Repeat the records word for word.

+++ Extracted information +++

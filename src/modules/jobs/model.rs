use serde::{Deserialize, Serialize};
use sqlx::FromRow;
use time::OffsetDateTime;
use utoipa::ToSchema;
use uuid::Uuid;

#[derive(Debug, Serialize, Deserialize, FromRow, ToSchema, Clone, PartialEq)]
pub struct Job {
    pub id: Uuid,
    pub name: String,
    pub animation_start_frame: i32,
    pub animation_end_frame: i32,
    pub animation_total_frames: i32,
    pub animation_jump_frames: i32,
    pub instance_type: String,
    pub ami_id: String,
    pub aws_ec2_region: String,
    pub aws_sqs_region: String,
    pub aws_ec2_instance_count: i32,
    pub max_spend_amount: f64,
    pub queue_id: Option<Uuid>,
    pub owner_id: Uuid,
    #[serde(with = "time::serde::iso8601")]
    pub created_at: OffsetDateTime,
    #[serde(with = "time::serde::iso8601")]
    pub updated_at: OffsetDateTime,
}

/// An SQS work queue that render jobs are dispatched through.
#[derive(Debug, Serialize, Deserialize, FromRow, ToSchema, Clone, PartialEq)]
pub struct Queue {
    pub id: Uuid,
    pub name: String,
    pub aws_sqs_region: String,
    #[serde(with = "time::serde::iso8601")]
    pub created_at: OffsetDateTime,
    #[serde(with = "time::serde::iso8601")]
    pub updated_at: OffsetDateTime,
}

+++

- **Answer to this task**:
filename src/modules/jobs/model.rs
use serde::{Deserialize, Serialize};
use sqlx::FromRow;
use time::OffsetDateTime;
use utoipa::ToSchema;
use uuid::Uuid;

#[derive(Debug, Serialize, Deserialize, FromRow, ToSchema, Clone, PartialEq)]
pub struct Job {
    pub id: Uuid,
    pub name: String,
    pub animation_start_frame: i32,
    pub animation_end_frame: i32,
    pub animation_total_frames: i32,
    pub animation_jump_frames: i32,
    pub instance_type: String,
    pub ami_id: String,
    pub aws_ec2_region: String,
    pub aws_sqs_region: String,
    pub aws_ec2_instance_count: i32,
    pub max_spend_amount: f64,
    pub queue_id: Option<Uuid>,
    pub owner_id: Uuid,
    #[serde(with = "time::serde::iso8601")]
    pub created_at: OffsetDateTime,
    #[serde(with = "time::serde::iso8601")]
    pub updated_at: OffsetDateTime,
}

/// An SQS work queue that render jobs are dispatched through.
#[derive(Debug, Serialize, Deserialize, FromRow, ToSchema, Clone, PartialEq)]
pub struct Queue {
    pub id: Uuid,
    pub name: String,
    pub aws_sqs_region: String,
    #[serde(with = "time::serde::iso8601")]
    pub created_at: OffsetDateTime,
    #[serde(with = "time::serde::iso8601")]
    pub updated_at: OffsetDateTime,
}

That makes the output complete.